• Working data:
use wasm_bindgen::prelude::*;

mod common;
mod surface;
mod sync;
mod view;

pub use view::WasmMapView;

/// Called automatically when the WASM module is instantiated.
/// Sets up panic hook so Rust panics appear as console.error in the browser.
#[wasm_bindgen(start)]
pub fn init() {
    console_error_panic_hook::set_once();
}
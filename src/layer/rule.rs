use std::borrow::Cow;

use serde::Serialize;

use crate::feature::Feature;
use super::LayerName;

/// Radius (meters) used for depots whose feature carries no `depot_radius`.
pub const DEFAULT_DEPOT_RADIUS_M: f64 = 500.0;

/// Stroke/fill style for line and polygon features (and depot radius circles).
#[derive(Debug, Clone, PartialEq, Serialize)]
pub struct PathStyle {
    pub color: Cow<'static, str>,
    pub weight: f32,
    pub opacity: f32,
    pub fill: bool,
    pub fill_opacity: f32,
    #[serde(skip_serializing_if = "Option::is_none")]
    pub dash_array: Option<&'static str>,
}

impl PathStyle {
    pub const fn outline(color: &'static str, weight: f32, fill_opacity: f32) -> Self {
        Self {
            color: Cow::Borrowed(color),
            weight,
            opacity: 1.0,
            fill: false,
            fill_opacity,
            dash_array: None,
        }
    }
}

/// Overrides applied while the pointer hovers a feature.
#[derive(Debug, Clone, Copy, PartialEq, Serialize)]
pub struct HoverStyle {
    pub weight: f32,
    pub dash_array: Option<&'static str>,
}

/// How point geometries are drawn.
#[derive(Debug, Clone, PartialEq, Serialize)]
#[serde(tag = "kind", rename_all = "snake_case")]
pub enum PointRender {
    /// Plain marker pin.
    Marker,
    CircleMarker { color: &'static str, radius: f32 },
    /// Draggable center marker plus a radius circle derived from it.
    DepotComposite { circle: PathStyle, default_radius_m: f64 },
}

/// Popup text bound to every feature of a layer.
#[derive(Debug, Clone, Copy, PartialEq, Eq, Serialize)]
#[serde(tag = "kind", rename_all = "snake_case")]
pub enum PopupTemplate {
    None,
    /// `<b>{title}</b><br>ID: {id}`
    Titled { title: &'static str },
    /// Titled popup that falls back to `N/A` when the feature has no id.
    TitledOrMissing { title: &'static str },
    /// Titled popup followed by the depot radius.
    Depot { title: &'static str },
}

impl PopupTemplate {
    pub fn render(&self, feature: &Feature) -> Option<String> {
        let id = feature.feature_id();
        match *self {
            PopupTemplate::None => None,
            PopupTemplate::Titled { title } => Some(format!("<b>{title}</b><br>ID: {}", id.unwrap_or_default())),
            PopupTemplate::TitledOrMissing { title } => {
                Some(format!("<b>{title}</b><br>ID: {}", id.as_deref().unwrap_or("N/A")))
            }
            PopupTemplate::Depot { title } => Some(format!(
                "<b>{title}</b><br>ID: {}<br>Radius: {}m",
                id.unwrap_or_default(),
                depot_radius(feature),
            )),
        }
    }
}

/// What a click on a feature does.
#[derive(Debug, Clone, PartialEq, Eq, Serialize)]
#[serde(tag = "kind", content = "to", rename_all = "snake_case")]
pub enum ClickAction {
    None,
    MoveTo(LayerName),
}

/// Per-layer rendering and interaction rule.
#[derive(Debug, Clone, PartialEq, Serialize)]
pub struct LayerRule {
    pub name: LayerName,
    /// Style for non-point geometries.
    pub path: Option<PathStyle>,
    pub point: PointRender,
    pub popup: PopupTemplate,
    pub on_click: ClickAction,
    pub hover: Option<HoverStyle>,
    /// Give each feature its own random path color.
    pub color_per_feature: bool,
    pub draggable: bool,
    pub editable: bool,
}

impl LayerRule {
    #[inline] pub fn is_composite(&self) -> bool {
        matches!(self.point, PointRender::DepotComposite { .. })
    }
}

/// `properties.depot_radius` in meters (a number or numeric string),
/// or the default when absent, non-numeric or zero.
pub fn depot_radius(feature: &Feature) -> f64 {
    feature.property("depot_radius")
        .and_then(|value| match value {
            serde_json::Value::String(s) => s.trim().parse::<f64>().ok(),
            other => other.as_f64(),
        })
        .filter(|r| r.is_finite() && *r != 0.0)
        .unwrap_or(DEFAULT_DEPOT_RADIUS_M)
}
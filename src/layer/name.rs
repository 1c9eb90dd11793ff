use std::{cmp::Ordering, fmt, hash::{Hash, Hasher}, str::FromStr};

use serde::{Deserialize, Deserializer, Serialize, Serializer};

/// Logical key of a map overlay.
/// The vocabulary is open: names outside the known set are kept verbatim as `Other`.
/// Equality, ordering and hashing go by the wire name, so `Other("targets")` and
/// `Targets` are the same key.
#[derive(Debug, Clone)]
pub enum LayerName {
    RegionContour,   // Work-region outline
    Targets,         // Raw detections
    ApprovedTargets,
    RemovedTargets,
    VoronoiCells,    // Tessellation cells
    DepotPoints,
    MicroRoutes,
    Default,         // Catch-all overlay created at initialization
    Other(String),
}

impl LayerName {
    /// Every name with a dedicated factory rule, in initialization order.
    pub const KNOWN: [LayerName; 8] = [
        LayerName::RegionContour,
        LayerName::Targets,
        LayerName::ApprovedTargets,
        LayerName::RemovedTargets,
        LayerName::VoronoiCells,
        LayerName::DepotPoints,
        LayerName::MicroRoutes,
        LayerName::Default,
    ];

    pub fn as_str(&self) -> &str {
        match self {
            LayerName::RegionContour => "region_contour",
            LayerName::Targets => "targets",
            LayerName::ApprovedTargets => "approved_targets",
            LayerName::RemovedTargets => "removed_targets",
            LayerName::VoronoiCells => "voronoi_cells",
            LayerName::DepotPoints => "depot_points",
            LayerName::MicroRoutes => "micro_routes",
            LayerName::Default => "default",
            LayerName::Other(name) => name,
        }
    }

    /// Map a wire name onto the vocabulary. Never fails.
    pub fn parse(name: &str) -> Self {
        match name {
            "region_contour" => LayerName::RegionContour,
            "targets" => LayerName::Targets,
            "approved_targets" => LayerName::ApprovedTargets,
            "removed_targets" => LayerName::RemovedTargets,
            "voronoi_cells" => LayerName::VoronoiCells,
            "depot_points" => LayerName::DepotPoints,
            "micro_routes" => LayerName::MicroRoutes,
            "default" => LayerName::Default,
            other => LayerName::Other(other.to_string()),
        }
    }

    #[inline] pub fn is_known(&self) -> bool { !matches!(self.canonical(), LayerName::Other(_)) }

    /// The known variant when an `Other` carries a known wire name; otherwise `self`.
    pub fn canonical(&self) -> LayerName {
        match self {
            LayerName::Other(name) => LayerName::parse(name),
            known => known.clone(),
        }
    }
}

impl PartialEq for LayerName {
    fn eq(&self, other: &Self) -> bool { self.as_str() == other.as_str() }
}

impl Eq for LayerName {}

impl PartialOrd for LayerName {
    fn partial_cmp(&self, other: &Self) -> Option<Ordering> { Some(self.cmp(other)) }
}

impl Ord for LayerName {
    fn cmp(&self, other: &Self) -> Ordering { self.as_str().cmp(other.as_str()) }
}

impl Hash for LayerName {
    fn hash<H: Hasher>(&self, state: &mut H) { self.as_str().hash(state) }
}

impl fmt::Display for LayerName {
    fn fmt(&self, f: &mut fmt::Formatter<'_>) -> fmt::Result { f.write_str(self.as_str()) }
}

impl FromStr for LayerName {
    type Err = std::convert::Infallible;

    fn from_str(s: &str) -> Result<Self, Self::Err> { Ok(Self::parse(s)) }
}

impl From<&str> for LayerName {
    fn from(name: &str) -> Self { Self::parse(name) }
}

impl Serialize for LayerName {
    fn serialize<S: Serializer>(&self, serializer: S) -> Result<S::Ok, S::Error> {
        serializer.serialize_str(self.as_str())
    }
}

impl<'de> Deserialize<'de> for LayerName {
    fn deserialize<D: Deserializer<'de>>(deserializer: D) -> Result<Self, D::Error> {
        let name = String::deserialize(deserializer)?;
        Ok(Self::parse(&name))
    }
}
mod depot;
mod factory;
mod name;
mod overlay;
mod rule;

pub use depot::{DepotEntry, DisplayCircle, SubObject};
pub use factory::LayerFactory;
pub use name::LayerName;
pub use overlay::{EditOptions, FeatureHandle, Overlay, OverlayEntry};
pub use rule::{
    depot_radius, ClickAction, HoverStyle, LayerRule, PathStyle, PointRender, PopupTemplate,
    DEFAULT_DEPOT_RADIUS_M,
};
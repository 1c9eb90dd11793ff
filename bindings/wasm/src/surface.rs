use brushmap_core::{LayerName, Overlay, RenderTarget};
use js_sys::Function;
use wasm_bindgen::JsValue;

use crate::common::console_warn;

/// Forwards layer-control changes to a JS callback `(op, layerName) => void`,
/// where `op` is one of "attach", "detach", "refresh".
#[derive(Debug, Default)]
pub struct JsSurface {
    callback: Option<Function>,
}

impl JsSurface {
    pub fn new(callback: Option<Function>) -> Self { Self { callback } }

    fn notify(&self, op: &str, name: &LayerName) {
        let Some(callback) = &self.callback else { return };
        if let Err(err) = callback.call2(&JsValue::NULL, &JsValue::from_str(op), &JsValue::from_str(name.as_str())) {
            console_warn(&format!("map surface callback failed on {op} {name}: {err:?}"));
        }
    }
}

impl RenderTarget for JsSurface {
    fn attach(&mut self, overlay: &Overlay) { self.notify("attach", overlay.name()); }

    fn detach(&mut self, name: &LayerName) { self.notify("detach", name); }

    fn refresh(&mut self, overlay: &Overlay) { self.notify("refresh", overlay.name()); }
}
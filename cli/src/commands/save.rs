use anyhow::{bail, Result};
use brushmap::{GraphqlClient, LayerName, LogAlert, MapSync, MapView, SaveStatus, SurfaceLog};
use tracing::warn;

use crate::cli::layer_names;
use crate::io::read_layer_files;

pub fn run(cli: &crate::cli::Cli, args: &crate::cli::SaveArgs) -> Result<()> {
    let mut view = MapView::new(SurfaceLog::default());
    let mut found = Vec::new();

    for (stem, contents) in read_layer_files(&args.input)? {
        let name = LayerName::parse(&stem);
        if !name.is_known() {
            view.register(name.clone());
        }
        if let Err(err) = view.apply(&name, &contents) {
            warn!(layer = %name, "unreadable layer file skipped: {err:#}");
            continue;
        }
        found.push(name);
    }

    let layers = if args.layers.is_empty() { found } else { layer_names(&args.layers) };
    let client = GraphqlClient::new(&cli.client_config())?;
    let mut sync = MapSync::new(brushmap::MapQuery::new(&args.job.location, &args.job.job, layers.clone()));

    let status = sync.save(&view, &client, &LogAlert, &args.job.location, &args.job.job, &layers);
    let message = status.message().unwrap_or_default();
    match status {
        SaveStatus::PartialFailure(_) | SaveStatus::Failed(_) => bail!(message),
        _ => println!("{message}"),
    }
    Ok(())
}
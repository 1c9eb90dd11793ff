use anyhow::{anyhow, bail, Context, Result};
use serde::{Deserialize, Serialize};
use serde_json::Value;

use super::Feature;

#[derive(Debug, Clone, Copy, Default, PartialEq, Eq, Serialize, Deserialize)]
pub enum CollectionTag {
    #[default]
    FeatureCollection,
}

/// A GeoJSON FeatureCollection.
#[derive(Debug, Clone, Default, PartialEq, Serialize, Deserialize)]
pub struct FeatureCollection {
    #[serde(rename = "type", default)]
    pub tag: CollectionTag,
    #[serde(default)]
    pub features: Vec<Feature>,
}

impl FeatureCollection {
    pub fn new(features: Vec<Feature>) -> Self {
        Self { tag: CollectionTag::FeatureCollection, features }
    }

    #[inline] pub fn len(&self) -> usize { self.features.len() }

    #[inline] pub fn is_empty(&self) -> bool { self.features.is_empty() }

    /// Serialize to GeoJSON text.
    pub fn to_geojson_string(&self) -> Result<String> {
        serde_json::to_string(self).context("Failed to serialize FeatureCollection to GeoJSON")
    }

    /// Ids of all features that carry one, in layer order.
    pub fn feature_ids(&self) -> Vec<String> {
        self.features.iter().filter_map(Feature::feature_id).collect()
    }
}

impl FromIterator<Feature> for FeatureCollection {
    fn from_iter<I: IntoIterator<Item = Feature>>(iter: I) -> Self {
        Self::new(iter.into_iter().collect())
    }
}

/// Parse GeoJSON text into a list of features.
/// Accepts a FeatureCollection, a single Feature, a JSON array of Features, or `null` (no features).
pub fn parse_features(text: &str) -> Result<Vec<Feature>> {
    let value: Value = serde_json::from_str(text).context("Failed to parse GeoJSON text")?;
    features_from_value(value)
}

fn features_from_value(value: Value) -> Result<Vec<Feature>> {
    match value {
        Value::Null => Ok(Vec::new()),
        Value::Array(items) => items.into_iter()
            .enumerate()
            .map(|(i, item)| serde_json::from_value(item)
                .with_context(|| format!("Invalid feature at index {i}")))
            .collect(),
        Value::Object(obj) => {
            let ty = obj.get("type").and_then(Value::as_str).map(str::to_owned);
            let value = Value::Object(obj);
            match ty.as_deref() {
                Some("FeatureCollection") => {
                    let collection: FeatureCollection = serde_json::from_value(value)
                        .context("Invalid FeatureCollection")?;
                    Ok(collection.features)
                }
                Some("Feature") => Ok(vec![serde_json::from_value(value).context("Invalid Feature")?]),
                Some(other) => bail!("Unsupported GeoJSON object type: {other}"),
                None => Err(anyhow!("GeoJSON object is missing its \"type\" member")),
            }
        }
        other => bail!("Expected a GeoJSON object or array, got {other}"),
    }
}

#[cfg(test)]
mod tests {
    use super::*;

    const TWO_TARGETS: &str = r#"{"type":"FeatureCollection","features":[
        {"type":"Feature","properties":{"id":"t1"},"geometry":{"type":"Point","coordinates":[1,2]}},
        {"type":"Feature","properties":{"id":"t2"},"geometry":{"type":"Point","coordinates":[3,4]}}
    ]}"#;

    #[test]
    fn parses_collections_single_features_and_arrays() {
        assert_eq!(parse_features(TWO_TARGETS).unwrap().len(), 2);

        let single = r#"{"type":"Feature","properties":{"id":"d1"},"geometry":{"type":"Point","coordinates":[0,0]}}"#;
        assert_eq!(parse_features(single).unwrap()[0].feature_id().as_deref(), Some("d1"));

        let array = format!("[{single},{single}]");
        assert_eq!(parse_features(&array).unwrap().len(), 2);

        assert!(parse_features("null").unwrap().is_empty());
    }

    #[test]
    fn rejects_bare_geometries_and_garbage() {
        assert!(parse_features(r#"{"type":"Point","coordinates":[0,0]}"#).is_err());
        assert!(parse_features(r#"{"features":[]}"#).is_err());
        assert!(parse_features("42").is_err());
        assert!(parse_features("{not json").is_err());
    }

    #[test]
    fn serialized_collection_parses_back_to_the_same_features() {
        let features = parse_features(TWO_TARGETS).unwrap();
        let text = FeatureCollection::new(features.clone()).to_geojson_string().unwrap();
        assert_eq!(parse_features(&text).unwrap(), features);
    }
}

• Aim of the task: Give an exact copy of the lines above from the line with "pub enum PopupTemplate" up to and including the line with "pub enum ClickAction", and leave everything else out.

• Result for this task:
pub enum PopupTemplate {
    None,
    /// `<b>{title}</b><br>ID: {id}`
    Titled { title: &'static str },
    /// Titled popup that falls back to `N/A` when the feature has no id.
    TitledOrMissing { title: &'static str },
    /// Titled popup followed by the depot radius.
    Depot { title: &'static str },
}

impl PopupTemplate {
    pub fn render(&self, feature: &Feature) -> Option<String> {
        let id = feature.feature_id();
        match *self {
            PopupTemplate::None => None,
            PopupTemplate::Titled { title } => Some(format!("<b>{title}</b><br>ID: {}", id.unwrap_or_default())),
            PopupTemplate::TitledOrMissing { title } => {
                Some(format!("<b>{title}</b><br>ID: {}", id.as_deref().unwrap_or("N/A")))
            }
            PopupTemplate::Depot { title } => Some(format!(
                "<b>{title}</b><br>ID: {}<br>Radius: {}m",
                id.unwrap_or_default(),
                depot_radius(feature),
            )),
        }
    }
}

/// What a click on a feature does.
#[derive(Debug, Clone, PartialEq, Eq, Serialize)]
#[serde(tag = "kind", content = "to", rename_all = "snake_case")]
pub enum ClickAction {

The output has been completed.